Том 3. Педагогическая поэма - Страница 60
В одной из групп Ветковский. Он старый рассказчик в колонии, и у него всегда есть слушатели.
— Много есть на свете хорошего. Мы здесь сидим и ничего не видим, а есть на свете такие пацаны, которые ничего не пропустят. Недавно я одного встретил. Был он аж на Каспийском море и по Кавказу гулял. Там такое ущелье есть и есть скала, так и называется «Пронеси, господи». Потому что другой дороги нет, одна, понимаешь, дорога — мимо этой самой скалы. Один пройдет, а другому не удается: все время камни валятся. Хорошо, если не придется по кумполу, а если стукнет, летит человек прямо в пропасть, никто его не найдет.

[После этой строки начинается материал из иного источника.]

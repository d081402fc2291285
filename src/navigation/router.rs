//! Path-based routing for the console pages

use std::fmt;

/// A parsed location
#[derive(Debug, Clone, PartialEq, Eq)]
pub enum Route {
    Dashboard,
    Users,
    Centers,
    Permissions,
    Jobs,
    JobDetail(String),
    NotFound(String),
}

impl Route {
    pub const DASHBOARD: &'static str = "/dashboard";
    pub const USERS: &'static str = "/manage/User";
    pub const CENTERS: &'static str = "/manage/Center";
    pub const PERMISSIONS: &'static str = "/manage/Permission";
    pub const JOBS: &'static str = "/jobs";
    pub const JOB_DETAIL_PREFIX: &'static str = "/jobs/detail/";

    /// Parse a location string. Query strings are ignored.
    pub fn parse(path: &str) -> Self {
        let path = path.split('?').next().unwrap_or_default();
        let path = if path.len() > 1 { path.trim_end_matches('/') } else { path };

        match path {
            "" | "/" | Self::DASHBOARD => Route::Dashboard,
            Self::USERS => Route::Users,
            Self::CENTERS => Route::Centers,
            Self::PERMISSIONS => Route::Permissions,
            Self::JOBS => Route::Jobs,
            other => match other.strip_prefix(Self::JOB_DETAIL_PREFIX) {
                Some(id) if !id.is_empty() && !id.contains('/') => Route::JobDetail(id.to_string()),
                _ => Route::NotFound(other.to_string()),
            },
        }
    }

    /// Canonical path of this route
    pub fn path(&self) -> String {
        match self {
            Route::Dashboard => Self::DASHBOARD.to_string(),
            Route::Users => Self::USERS.to_string(),
            Route::Centers => Self::CENTERS.to_string(),
            Route::Permissions => Self::PERMISSIONS.to_string(),
            Route::Jobs => Self::JOBS.to_string(),
            Route::JobDetail(id) => format!("{}{}", Self::JOB_DETAIL_PREFIX, id),
            Route::NotFound(path) => path.clone(),
        }
    }

    /// Key of the page that renders this route
    pub fn page_id(&self) -> &'static str {
        match self {
            Route::Dashboard => "dashboard",
            Route::Users => "users",
            Route::Centers => "centers",
            Route::Permissions => "permissions",
            Route::Jobs => "jobs",
            Route::JobDetail(_) => "job_detail",
            Route::NotFound(_) => "not_found",
        }
    }

    /// Permission code needed to open this route, if any
    pub fn required_permission(&self) -> Option<&'static str> {
        match self {
            Route::Users => Some("manage.users"),
            Route::Centers => Some("manage.centers"),
            Route::Permissions => Some("manage.permissions"),
            Route::Jobs | Route::JobDetail(_) => Some("jobs.view"),
            Route::Dashboard | Route::NotFound(_) => None,
        }
    }
}

impl fmt::Display for Route {
    fn fmt(&self, f: &mut fmt::Formatter<'_>) -> fmt::Result {
        f.write_str(&self.path())
    }
}

/// Tracks the current location and a bounded back-history
#[derive(Debug, Clone)]
pub struct Router {
    /// Current location
    current: String,

    /// Previously visited locations, most recent last
    history: Vec<String>,

    /// Maximum history size
    max_history: usize,
}

impl Router {
    pub fn new(start: &str) -> Self {
        Self {
            current: start.to_string(),
            history: Vec::new(),
            max_history: 32,
        }
    }

    /// Current location string
    pub fn location(&self) -> &str {
        &self.current
    }

    /// Current location, parsed
    pub fn route(&self) -> Route {
        Route::parse(&self.current)
    }

    /// Go to `path`. Returns false when it is already the current location.
    pub fn navigate(&mut self, path: &str) -> bool {
        if self.current == path {
            return false;
        }
        let previous = std::mem::replace(&mut self.current, path.to_string());
        self.add_to_history(previous);
        true
    }

    /// Return to the previous location, if any
    pub fn back(&mut self) -> Option<&str> {
        let previous = self.history.pop()?;
        self.current = previous;
        Some(&self.current)
    }

    pub fn can_go_back(&self) -> bool {
        !self.history.is_empty()
    }

    fn add_to_history(&mut self, path: String) {
        // Don't add duplicate consecutive entries
        if self.history.last() != Some(&path) {
            self.history.push(path);
            if self.history.len() > self.max_history {
                self.history.remove(0);
            }
        }
    }
}

#[cfg(test)]
mod tests {
    use super::*;

    #[test]
    fn test_route_parsing() {
        assert_eq!(Route::parse("/"), Route::Dashboard);
        assert_eq!(Route::parse("/dashboard"), Route::Dashboard);
        assert_eq!(Route::parse("/manage/User"), Route::Users);
        assert_eq!(Route::parse("/manage/Center/"), Route::Centers);
        assert_eq!(Route::parse("/manage/Permission?tab=1"), Route::Permissions);
        assert_eq!(Route::parse("/jobs"), Route::Jobs);
        assert_eq!(Route::parse("/jobs/detail/J-0007"), Route::JobDetail("J-0007".into()));
        assert_eq!(Route::parse("/jobs/detail/"), Route::NotFound("/jobs/detail".into()));
        assert_eq!(Route::parse("/nowhere"), Route::NotFound("/nowhere".into()));
    }

    #[test]
    fn test_route_path_round_trip() {
        for route in [
            Route::Dashboard,
            Route::Users,
            Route::Centers,
            Route::Permissions,
            Route::Jobs,
            Route::JobDetail("J-0001".into()),
        ] {
            assert_eq!(Route::parse(&route.path()), route);
        }
    }

    #[test]
    fn test_navigate_and_back() {
        let mut router = Router::new("/dashboard");
        assert!(!router.navigate("/dashboard"));
        assert!(router.navigate("/manage/User"));
        assert!(router.navigate("/jobs"));
        assert_eq!(router.route(), Route::Jobs);

        assert_eq!(router.back(), Some("/manage/User"));
        assert_eq!(router.back(), Some("/dashboard"));
        assert_eq!(router.back(), None);
        assert!(!router.can_go_back());
    }

    #[test]
    fn test_history_is_bounded() {
        let mut router = Router::new("/jobs");
        for i in 0..100 {
            router.navigate(&format!("/jobs/detail/J-{i:04}"));
        }
        let mut steps = 0;
        while router.back().is_some() {
            steps += 1;
        }
        assert_eq!(steps, 32);
    }
}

Задоров стоит рядом и слушает внимательно и так же внимательно вглядывается в синие глаза Ветковского.
— Костя, а ты бы отправился попробовать, может, тебя «господи» и пронесет?
Ребята поворачивают к Задорову головы, озаренные красным заревом печки.
Костя недовольно вздыхает:
— Ты не понимаешь, Шурка, в чем дело. Посмотреть все интересно. Вот пацан был там…
Задоров открывает свою обычную ехидно-неотразимую улыбку и говорит Косте:
— Я вот этого самого пацана о другом спросил бы… Пора трубу закрывать, ребята.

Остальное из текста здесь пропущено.